Department of Life Sciences, Syed Babar Ali School of Science and Engineering, Lahore University of Management Sciences (LUMS), DHA, Lahore, 54792, Pakistan.
BMC Bioinformatics. 2024 Jan 2;25(1):2. doi: 10.1186/s12859-023-05614-4.
Transcriptomic studies involving organisms for which reference genomes are not available typically start by generating de novo transcriptome or supertranscriptome assembly from the raw RNA-seq reads. Assembling a supertranscriptome is, however, a challenging task due to significantly varying abundance of mRNA transcripts, alternative splicing, and sequencing errors. As a result, popular de novo supertranscriptome assembly tools generate assemblies containing contigs that are partially-assembled, fragmented, false chimeras or have local mis-assemblies leading to decreased assembly accuracy. Commonly available tools for assembly improvement rely primarily on running BLAST using closely related species making their accuracy and reliability conditioned on the availability of the data for closely related organisms.
We present ROAST, a tool for optimization of supertranscriptome assemblies that uses paired-end RNA-seq data from Illumina sequencing platform to iteratively identify and fix assembly errors solely using the error signatures generated by RNA-seq alignment tools including soft-clips, unexpected expression coverage, and reads with mates unmapped or mapped on a different contig to identify and fix various supertranscriptome assembly errors without performing BLAST searches against other organisms. Evaluation results using simulated as well as real datasets show that ROAST significantly improves assembly quality by identifying and fixing various assembly errors.

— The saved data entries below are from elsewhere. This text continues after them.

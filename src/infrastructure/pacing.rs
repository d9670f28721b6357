use crate::domain::ports::Pacer;
use async_trait::async_trait;
use std::time::Duration;

/// Dispatches effects back to back.
#[derive(Debug, Default, Clone, Copy)]
pub struct NoPacing;

#[async_trait]
impl Pacer for NoPacing {
    async fn pause(&self) {}
}

/// Sleeps for a fixed duration before each effect, giving a console a
/// visible streaming cadence.
#[derive(Debug, Clone, Copy)]
pub struct FixedDelay(pub Duration);

impl FixedDelay {
    pub fn from_millis(millis: u64) -> Self {
        Self(Duration::from_millis(millis))
    }
}

#[async_trait]
impl Pacer for FixedDelay {
    async fn pause(&self) {
        if !self.0.is_zero() {
            tokio::time::sleep(self.0).await;
        }
    }
}
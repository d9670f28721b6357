/// A ready-made demo script.
#[derive(Debug, Clone, Copy, PartialEq, Eq)]
pub struct Preset {
    pub id: &'static str,
    pub name: &'static str,
    pub description: &'static str,
    pub code: &'static str,
}

pub const PRESETS: &[Preset] = &[
    Preset {
        id: "watermark",
        name: "Auto Watermarking",
        description: "Dynamically add watermarks to the document.",
        code: "// Auto Watermark Script\n\
               // Try changing the page number or the text!\n\
               // Example: watermark page 2 text \"DRAFT\"\n\
               applyWatermark(pdfDoc, 'CONFIDENTIAL');",
    },
    Preset {
        id: "pay-to-view",
        name: "View-to-Pay Trigger",
        description: "Require payment after a certain number of views.",
        code: "// View-to-Pay Trigger Script\n\
               // This script simulates locking pages and creating a payment session.\n\
               // Try changing the price! e.g., \"unlock for $10\"\n\
               unlock pages for $5;",
    },
    Preset {
        id: "time-unlock",
        name: "Time-Based Unlocking",
        description: "Unlock pages after a specific time.",
        code: "// Time-Based Page Unlocking Script\n\
               // This is a placeholder for a future feature.\n\
               unlock page 5 at timestamp 1672531200;",
    },
    Preset {
        id: "ai-qa",
        name: "AI Q&A on Content",
        description: "Enable AI to answer questions about the doc.",
        code: "// AI Q&A Script\n\
               // This script simulates minting an NFT of the document.\n\
               // The interpreter picks up \"mint\" and records it on the mock chain.\n\
               mint nft of this document version;",
    },
];

pub fn find(id: &str) -> Option<&'static Preset> {
    PRESETS.iter().find(|p| p.id == id)
}
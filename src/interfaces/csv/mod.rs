pub mod ledger_writer;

ROAST provides a reference-free approach to optimizing supertranscriptome assemblies highlighting its utility in refining de novo supertranscriptome assemblies of non-model organisms.
对于没有参考基因组的生物,涉及转录组的研究通常首先从原始 RNA-seq 读取中生成从头转录组或超转录组组装。然而,由于 mRNA 转录本丰度变化显著、可变剪接和测序错误等原因,组装超转录组是一项具有挑战性的任务。因此,流行的从头超转录组组装工具生成的组装包含部分组装、碎片化、假嵌合体或局部组装错误的 contigs,从而降低了组装的准确性。常用的组装改进工具主要依赖于使用密切相关的物种运行 BLAST,其准确性和可靠性取决于密切相关生物体的数据可用性。
我们提出了 ROAST,这是一种用于优化超转录组组装的工具,它使用来自 Illumina 测序平台的配对末端 RNA-seq 数据,仅使用 RNA-seq 比对工具生成的错误特征(包括软剪辑、意外表达覆盖和未映射到同一 contig 的 mates 映射的 reads)来迭代地识别和修复组装错误,以识别和修复各种超转录组组装错误,而无需对其他生物体进行 BLAST 搜索。使用模拟和真实数据集的评估结果表明,ROAST 通过识别和修复各种组装错误,显著提高了组装质量。
ROAST 提供了一种无需参考基因组的方法来优化超转录组组装,突出了其在优化非模式生物的从头超转录组组装中的效用。